Response to the Response to the Journal of Forestry Article: “US Forest Service NEPA Fast, Variable, Rarely Litigated, and Declining”

The following comment was written by Forrest Fleischman and posted here, but I believe it deserves it’s own post, so here it is. Here’s a link to the Fleischman, et al original paper, “US Forest Service Implementation of the National Environmental Policy Act: Fast, Variable, Rarely Litigated, and Declining.”  Also, here’s all the raw data (which the U.S. Forest Service has notoriously—and intentionally?—made nearly impossible to locate, for many years). – mk

Hi Sharon,

It’s an honor to have one’s work being seen as important enough to merit a response. This being said, as the lead author of the original paper, there were two surprising things about this publication.

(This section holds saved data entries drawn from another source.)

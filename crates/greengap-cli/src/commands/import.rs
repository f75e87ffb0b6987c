//! Dataset commands (import, scenario)

use std::path::Path;

use anyhow::{Context, Result};
use tracing::info;

use greengap_core::{
    dataset_series, format_dashboard, impact::validate_fraction, read_dataset_file,
    rebound::detect_rebound_summary, simulate_scenario, AnalysisConfig, AnalysisReport, Pipeline,
    ScenarioResult, SeriesSet,
};

use super::{advise, print_json, print_report, resolve_reduction_factor};

fn load_series(file: &Path) -> Result<(usize, SeriesSet)> {
    let rows = read_dataset_file(file)
        .with_context(|| format!("Failed to import {}", file.display()))?;
    let series = dataset_series(&rows)?;
    Ok((rows.len(), series))
}

/// Analyze a dataset file, returning the row count and report
pub async fn analyze_dataset(
    config: &AnalysisConfig,
    file: &Path,
    reduction_factor: Option<f64>,
) -> Result<(usize, AnalysisReport)> {
    let reduction_factor = resolve_reduction_factor(config, reduction_factor)?;
    let (rows, series) = load_series(file)?;

    let mut report = Pipeline::new(config.clone()).run_with_scenario(&series, reduction_factor);
    advise(config, &mut report).await;
    Ok((rows, report))
}

pub async fn cmd_import(
    config: &AnalysisConfig,
    file: &Path,
    reduction_factor: Option<f64>,
    json: bool,
) -> Result<()> {
    let (rows, report) = analyze_dataset(config, file, reduction_factor).await?;

    if json {
        let mut value = serde_json::to_value(format_dashboard(&report))?;
        value["rows"] = serde_json::json!(rows);
        return print_json(&value);
    }

    println!("📥 Imported {} rows from {}", rows, file.display());
    print_report(&file.display().to_string(), &report);
    Ok(())
}

/// What-if projection for a dataset
pub fn scenario_for_dataset(file: &Path, reduction_factor: f64) -> Result<ScenarioResult> {
    let reduction_factor = validate_fraction("reduction_factor", reduction_factor)?;
    let (rows, series) = load_series(file)?;

    let rebound = detect_rebound_summary(&series);
    let scenario = simulate_scenario(&rebound, reduction_factor);

    info!(
        rows,
        reduction_factor,
        projected = scenario.projected_emission,
        "Scenario projected"
    );
    Ok(scenario)
}

pub fn cmd_scenario(file: &Path, reduction_factor: f64) -> Result<()> {
    let scenario = scenario_for_dataset(file, reduction_factor)?;

    println!();
    println!(
        "🔮 Scenario: {:.0}% further reduction",
        reduction_factor * 100.0
    );
    println!(
        "   Projected emission:   {:>10.2}",
        scenario.projected_emission
    );
    println!("   Improvement:          {:>10.2}", scenario.improvement);
    println!(
        "   Simulated sustainability: {:.1}",
        scenario.simulated_sustainability
    );
    println!();

    Ok(())
}
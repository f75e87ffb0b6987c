//! Analyze command implementation and report printing

use anyhow::Result;

use greengap_core::{AnalysisConfig, AnalysisReport, Pipeline, ReboundLevel};

use super::{advise, print_json, resolve_reduction_factor, simulated_series};

/// Analyze simulated data, including advisor recommendations
pub async fn analyze_simulated(
    config: &AnalysisConfig,
    days: Option<usize>,
    seed: Option<u64>,
    reduction_factor: Option<f64>,
) -> Result<AnalysisReport> {
    let reduction_factor = resolve_reduction_factor(config, reduction_factor)?;
    let series = simulated_series(config, days, seed)?;

    let mut report = Pipeline::new(config.clone()).run_with_scenario(&series, reduction_factor);
    advise(config, &mut report).await;
    Ok(report)
}

pub async fn cmd_analyze(
    config: &AnalysisConfig,
    days: Option<usize>,
    seed: Option<u64>,
    reduction_factor: Option<f64>,
    json: bool,
) -> Result<()> {
    let report = analyze_simulated(config, days, seed, reduction_factor).await?;

    if json {
        return print_json(&report);
    }

    print_report("Simulated Data", &report);
    Ok(())
}

fn level_icon(level: ReboundLevel) -> &'static str {
    match level {
        ReboundLevel::Low => "🟢",
        ReboundLevel::Medium => "🟡",
        ReboundLevel::High => "🔴",
    }
}

/// Print a human-readable report
pub fn print_report(title: &str, report: &AnalysisReport) {
    let rebound = &report.rebound;
    let metrics = &report.metrics;

    println!();
    println!("╭─────────────────────────────────────────╮");
    println!("│         🌱 GreenGap Rebound Report      │");
    println!("╰─────────────────────────────────────────╯");
    println!("  {}", title);
    println!();
    println!("  Baseline avg:      {:>10.2}", rebound.baseline_avg);
    println!("  Expected avg:      {:>10.2}", rebound.expected_avg);
    println!("  Actual avg:        {:>10.2}", rebound.actual_avg);
    println!();
    println!(
        "  {} Rebound:         {:.1}% ({})",
        level_icon(rebound.rebound_level),
        rebound.rebound_index * 100.0,
        rebound.rebound_level
    );
    println!(
        "  Lost benefit:      {:>10.2}",
        rebound.lost_climate_benefit
    );
    println!("  Behavior:          {}", report.behavior.behavior_reason);
    println!();
    println!(
        "  Sustainability:    {:>10.1}",
        metrics.sustainability_index
    );
    println!("  Efficiency score:  {:>10.1}", metrics.efficiency_score);
    println!("  Behavior score:    {:>10}", metrics.behavior_score);
    println!("  CO₂ saved:         {:>10.2}", metrics.co2_saved);
    println!(
        "  Corrected proj.:   {:>10.2}",
        report.recommendations.corrected_emission_projection
    );

    if let Some(scenario) = &report.scenario {
        println!();
        println!("  🔮 Scenario");
        println!("     Projected:      {:>10.2}", scenario.projected_emission);
        println!("     Improvement:    {:>10.2}", scenario.improvement);
        println!(
            "     Sustainability: {:>10.1}",
            scenario.simulated_sustainability
        );
    }

    println!();
    println!("  💡 Recommendations");
    for rec in &report.recommendations.recommendations {
        println!("     • {}", rec);
    }
    println!();
}
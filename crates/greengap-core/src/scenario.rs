//! What-if scenario: project a further reduction of the actual average

use crate::models::{ReboundResult, ScenarioResult};
use crate::stats;

/// Default what-if reduction (10%)
pub const DEFAULT_REDUCTION_FACTOR: f64 = 0.1;

/// Project `actual_avg * (1 - reduction_factor)` and estimate the gain
/// relative to baseline. The sustainability estimate is capped at 100 but
/// not floored, so a negative factor yields a negative estimate.
pub fn simulate_scenario(rebound: &ReboundResult, reduction_factor: f64) -> ScenarioResult {
    let projected_emission = rebound.actual_avg * (1.0 - reduction_factor);
    let improvement = rebound.actual_avg - projected_emission;
    let improvement_ratio = stats::guarded_div(improvement, rebound.baseline_avg);

    ScenarioResult {
        projected_emission,
        improvement,
        simulated_sustainability: (improvement_ratio * 100.0).min(100.0),
    }
}
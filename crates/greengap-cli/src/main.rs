//! GreenGap CLI - Rebound-effect analytics
//!
//! Usage:
//!   greengap simulate --days 30          Generate a demo dataset
//!   greengap analyze --seed 42           Analyze simulated data
//!   greengap import --file data.csv      Analyze a dataset
//!   greengap scenario --file data.csv -r 0.2
//!   greengap serve --port 8000           Start web server

mod cli;
mod commands;


use anyhow::{Context, Result};
use clap::Parser;
use tracing_subscriber::{fmt, prelude::*, EnvFilter};

use cli::*;
use greengap_core::AnalysisConfig;

#[tokio::main]
async fn main() -> Result<()> {
    let cli = Cli::parse();

    // Set up logging
    // Priority: RUST_LOG env var > --verbose flag > default (info)
    let filter = if std::env::var("RUST_LOG").is_ok() {
        EnvFilter::from_default_env()
    } else if cli.verbose {
        EnvFilter::new("debug")
    } else {
        EnvFilter::new("info")
    };

    tracing_subscriber::registry()
        .with(filter)
        .with(fmt::layer().with_target(false).compact())
        .init();

    let config =
        AnalysisConfig::load(cli.config.as_deref()).context("Failed to load analysis config")?;

    match cli.command {
        Commands::Simulate { days, seed, json } => {
            commands::cmd_simulate(&config, days, seed, json)
        }
        Commands::Analyze {
            days,
            seed,
            reduction_factor,
            json,
        } => commands::cmd_analyze(&config, days, seed, reduction_factor, json).await,
        Commands::Import {
            file,
            reduction_factor,
            json,
        } => commands::cmd_import(&config, &file, reduction_factor, json).await,
        Commands::Scenario {
            file,
            reduction_factor,
        } => commands::cmd_scenario(&file, reduction_factor),
        Commands::Serve {
            port,
            host,
            allowed_origins,
        } => commands::cmd_serve(config, &host, port, allowed_origins).await,
    }
}
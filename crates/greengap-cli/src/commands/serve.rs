//! Server command implementation

use anyhow::Result;

use greengap_core::AnalysisConfig;
use greengap_server::{ServerConfig, ALLOWED_ORIGINS_ENV};

/// Origins from the command line win over the environment
pub fn server_config(allowed_origins: Vec<String>) -> ServerConfig {
    if allowed_origins.is_empty() {
        ServerConfig::from_env()
    } else {
        ServerConfig { allowed_origins }
    }
}

pub async fn cmd_serve(
    config: AnalysisConfig,
    host: &str,
    port: u16,
    allowed_origins: Vec<String>,
) -> Result<()> {
    let from_cli = !allowed_origins.is_empty();
    let server = server_config(allowed_origins);

    println!("🚀 Starting GreenGap web server...");
    println!("   Listening: http://{}:{}", host, port);
    println!("   Advisor: {}", config.advisor.as_str());
    match &config.reduction_factor {
        Some(f) => println!("   Scenario reduction: {:.0}%", f * 100.0),
        None => println!("   Scenario reduction: disabled"),
    }
    if server.allowed_origins.is_empty() {
        println!("   🔒 CORS: no cross-origin access");
    } else {
        println!(
            "   🌐 CORS origins: {} ({})",
            server.allowed_origins.join(", "),
            if from_cli {
                "--allowed-origin"
            } else {
                ALLOWED_ORIGINS_ENV
            }
        );
    }
    println!();

    greengap_server::serve(host, port, config, server).await
}
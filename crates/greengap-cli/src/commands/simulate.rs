//! Simulate command implementation

use anyhow::Result;

use greengap_core::AnalysisConfig;

use super::{print_json, simulated_series};

pub fn cmd_simulate(
    config: &AnalysisConfig,
    days: Option<usize>,
    seed: Option<u64>,
    json: bool,
) -> Result<()> {
    let series = simulated_series(config, days, seed)?;

    if json {
        return print_json(&series);
    }

    println!();
    println!(
        "📈 Simulated {} days (efficiency gain {:.0}%)",
        series.len(),
        config.efficiency_gain * 100.0
    );
    println!();
    println!(
        "   {:>4}  {:>10}  {:>10}  {:>10}",
        "Day", "Baseline", "Expected", "Actual"
    );
    println!("   ─────────────────────────────────────────");

    let rows = series
        .baseline()
        .values()
        .iter()
        .zip(series.expected().values())
        .zip(series.actual().values())
        .enumerate();

    for (i, ((baseline, expected), actual)) in rows {
        println!(
            "   {:>4}  {:>10.2}  {:>10.2}  {:>10.2}",
            i + 1,
            baseline,
            expected,
            actual
        );
    }

    println!();
    println!(
        "   Averages: baseline {:.2}, expected {:.2}, actual {:.2}",
        series.baseline().mean(),
        series.expected().mean(),
        series.actual().mean()
    );
    println!();

    Ok(())
}
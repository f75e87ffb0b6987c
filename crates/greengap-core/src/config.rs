//! Analysis configuration
//!
//! ## Configuration Resolution
//!
//! Config is loaded with a two-layer resolution:
//! 1. Explicit path (`--config`), else the override in the data dir
//!    (~/.local/share/greengap/config/analysis.toml)
//! 2. Fall back to embedded defaults (compiled into binary)
//!
//! Keys missing from an override keep their default values.

use std::fs;
use std::path::{Path, PathBuf};

use serde::Deserialize;
use tracing::debug;

use crate::error::{Error, Result};
use crate::impact::validate_fraction;
use crate::scenario::DEFAULT_REDUCTION_FACTOR;

/// Embedded default config (compiled into binary)
const DEFAULT_CONFIG: &str = include_str!("../../../config/analysis.toml");

/// Which recommendation advisor augments the core recommendations
#[derive(Debug, Clone, Copy, PartialEq, Eq)]
pub enum AdvisorKind {
    /// Built-in categorized knowledge base
    KnowledgeBase,
    /// Core recommendations only
    None,
}

impl AdvisorKind {
    pub fn as_str(&self) -> &'static str {
        match self {
            AdvisorKind::KnowledgeBase => "knowledge_base",
            AdvisorKind::None => "none",
        }
    }
}

impl std::str::FromStr for AdvisorKind {
    type Err = String;

    fn from_str(s: &str) -> std::result::Result<Self, Self::Err> {
        match s {
            "knowledge_base" => Ok(AdvisorKind::KnowledgeBase),
            "none" => Ok(AdvisorKind::None),
            _ => Err(format!("Unknown advisor backend: {}", s)),
        }
    }
}

/// Parameters of the synthetic data generator
#[derive(Debug, Clone, PartialEq)]
pub struct SimulationConfig {
    /// Number of periods (days) to generate
    pub days: usize,
    /// Mean of the baseline normal distribution
    pub mean: f64,
    /// Standard deviation of the baseline normal distribution
    pub std_dev: f64,
    /// Actual consumption as a fraction of baseline
    pub actual_factor: f64,
}

impl Default for SimulationConfig {
    fn default() -> Self {
        Self {
            days: 30,
            mean: 100.0,
            std_dev: 5.0,
            actual_factor: 0.85,
        }
    }
}

/// Top-level analysis configuration
#[derive(Debug, Clone, PartialEq)]
pub struct AnalysisConfig {
    /// Expected fractional reduction from the intervention
    pub efficiency_gain: f64,
    /// What-if reduction for the scenario projection (None disables it)
    pub reduction_factor: Option<f64>,
    pub simulation: SimulationConfig,
    pub advisor: AdvisorKind,
}

impl Default for AnalysisConfig {
    fn default() -> Self {
        Self {
            efficiency_gain: 0.3,
            reduction_factor: Some(DEFAULT_REDUCTION_FACTOR),
            simulation: SimulationConfig::default(),
            advisor: AdvisorKind::KnowledgeBase,
        }
    }
}

impl AnalysisConfig {
    /// Load config from `path` if given and present, else the default
    /// override location, else the embedded defaults
    pub fn load(path: Option<&Path>) -> Result<Self> {
        let override_path = match path {
            Some(p) => Some(p.to_path_buf()),
            None => default_config_path(),
        };

        match override_path {
            Some(p) if p.exists() => {
                debug!(path = %p.display(), "Loading analysis config override");
                let content = fs::read_to_string(&p)
                    .map_err(|e| Error::Config(format!("Failed to read {}: {}", p.display(), e)))?;
                parse_config(&content)
            }
            _ => parse_config(DEFAULT_CONFIG),
        }
    }
}

/// Default config override path
pub fn default_config_path() -> Option<PathBuf> {
    dirs::data_local_dir().map(|d| d.join("greengap").join("config").join("analysis.toml"))
}

/// Raw config structure for TOML parsing
#[derive(Debug, Deserialize)]
struct RawConfig {
    impact: Option<RawImpact>,
    scenario: Option<RawScenario>,
    simulation: Option<RawSimulation>,
    advisor: Option<RawAdvisor>,
}

#[derive(Debug, Deserialize)]
struct RawImpact {
    efficiency_gain: Option<f64>,
}

#[derive(Debug, Deserialize)]
struct RawScenario {
    enabled: Option<bool>,
    reduction_factor: Option<f64>,
}

#[derive(Debug, Deserialize)]
struct RawSimulation {
    days: Option<usize>,
    mean: Option<f64>,
    std_dev: Option<f64>,
    actual_factor: Option<f64>,
}

#[derive(Debug, Deserialize)]
struct RawAdvisor {
    backend: Option<String>,
}

/// Parse config from TOML content, merging over defaults
pub fn parse_config(content: &str) -> Result<AnalysisConfig> {
    let raw: RawConfig = toml::from_str(content)
        .map_err(|e| Error::Config(format!("Invalid config TOML: {}", e)))?;

    let mut config = AnalysisConfig::default();

    if let Some(impact) = raw.impact {
        if let Some(gain) = impact.efficiency_gain {
            config.efficiency_gain = validate_fraction("impact.efficiency_gain", gain)?;
        }
    }

    if let Some(scenario) = raw.scenario {
        if let Some(factor) = scenario.reduction_factor {
            config.reduction_factor = Some(validate_fraction("scenario.reduction_factor", factor)?);
        }
        if scenario.enabled == Some(false) {
            config.reduction_factor = None;
        }
    }

    if let Some(sim) = raw.simulation {
        if let Some(days) = sim.days {
            if days == 0 {
                return Err(Error::Config("simulation.days must be at least 1".into()));
            }
            config.simulation.days = days;
        }
        if let Some(mean) = sim.mean {
            config.simulation.mean = mean;
        }
        if let Some(std_dev) = sim.std_dev {
            if !(std_dev >= 0.0 && std_dev.is_finite()) {
                return Err(Error::Config(format!(
                    "simulation.std_dev must be non-negative, got {}",
                    std_dev
                )));
            }
            config.simulation.std_dev = std_dev;
        }
        if let Some(factor) = sim.actual_factor {
            if factor < 0.0 {
                return Err(Error::Config(format!(
                    "simulation.actual_factor must be non-negative, got {}",
                    factor
                )));
            }
            config.simulation.actual_factor = factor;
        }
    }

    if let Some(advisor) = raw.advisor {
        if let Some(backend) = advisor.backend {
            config.advisor = backend.parse().map_err(Error::Config)?;
        }
    }

    Ok(config)
}

#[cfg(test)]
mod tests {
    use super::*;
    use std::io::Write;

    #[test]
    fn test_parse_default_config() {
        let config = parse_config(DEFAULT_CONFIG).unwrap();
        assert_eq!(config, AnalysisConfig::default());
    }

    #[test]
    fn test_partial_override_keeps_defaults() {
        let config = parse_config(
            r#"
[impact]
efficiency_gain = 0.25

[advisor]
backend = "none"
"#,
        )
        .unwrap();
        assert_eq!(config.efficiency_gain, 0.25);
        assert_eq!(config.advisor, AdvisorKind::None);
        assert_eq!(config.reduction_factor, Some(0.1));
        assert_eq!(config.simulation.days, 30);
    }

    #[test]
    fn test_scenario_can_be_disabled() {
        let config = parse_config("[scenario]\nenabled = false\n").unwrap();
        assert_eq!(config.reduction_factor, None);
    }

    #[test]
    fn test_rejects_out_of_range_fraction() {
        let err = parse_config("[impact]\nefficiency_gain = 1.4\n").unwrap_err();
        assert!(matches!(err, Error::InvalidData(_)));
    }

    #[test]
    fn test_rejects_zero_days_and_unknown_backend() {
        assert!(parse_config("[simulation]\ndays = 0\n").is_err());
        assert!(parse_config("[advisor]\nbackend = \"gpt\"\n").is_err());
        assert!(parse_config("not toml [").is_err());
    }

    #[test]
    fn test_load_from_explicit_path() {
        let mut file = tempfile::NamedTempFile::new().unwrap();
        writeln!(file, "[simulation]\ndays = 7").unwrap();

        let config = AnalysisConfig::load(Some(file.path())).unwrap();
        assert_eq!(config.simulation.days, 7);
    }

    #[test]
    fn test_load_missing_explicit_path_uses_embedded() {
        let config = AnalysisConfig::load(Some(Path::new("/nonexistent/greengap.toml"))).unwrap();
        assert_eq!(config.efficiency_gain, 0.3);
    }
}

First of all, in the scientific process, the norm is to inform the original authors of a paper that a critique of their paper is being published, and give them an opportunity to respond in the same issue. We were not given such an opportunity, and this reflects poorly on JOF as a scientific publisher. We learned about the critique the same way you did, I just read this paper yesterday.

Second, we can’t figure out what Morgan et al. disagree with us about. For example, they highlight that the length of time for analysis varies between CEs, EAs, and EISs, which was something we highlighted in our original paper. They highlight some regional differences, and our original paper included an extensive discussion of regional and local differences.

You highlight that they take issue with our statement about Forest Service budgets (which they erroneously describe as “one of our conclusions”). We reported that the number of NEPA analyses was declining over the time period of study, and wrote “This decline is likely related to the combination of flat or declining real budget allocations, retirement of experienced staff without adequate replacements, and increasing fire impacts that divert agency resources away from routine land management (National Interagency Fire Center 2019)” – so we wrote a *clearly* speculative sentence, including declining budgets as one of several well documented issues the agency faces, and cited an *agency* source which discussed these problems (elsewhere in the paper we cite a whole bunch of other sources that document flat or declining agency budgets in the face of rising fire costs). Although we presented this work in language that was clearly speculative, I haven’t found anyone who disagrees with it – including Morgan et al! Morgan et al. look in more detail than we did at the budget and what did they find? Flat or declining budgets (they frame one budget measure as a slight increase but the increase isn’t statistically significant, which is to say, its what a scientist would call no change – looking at the graph presented in their paper, that budget declined through most of the study period, and then had a modest increase in the last few years of data, so even if the increase had been statistically significant, most of our study data was produced in a period of declining budgets).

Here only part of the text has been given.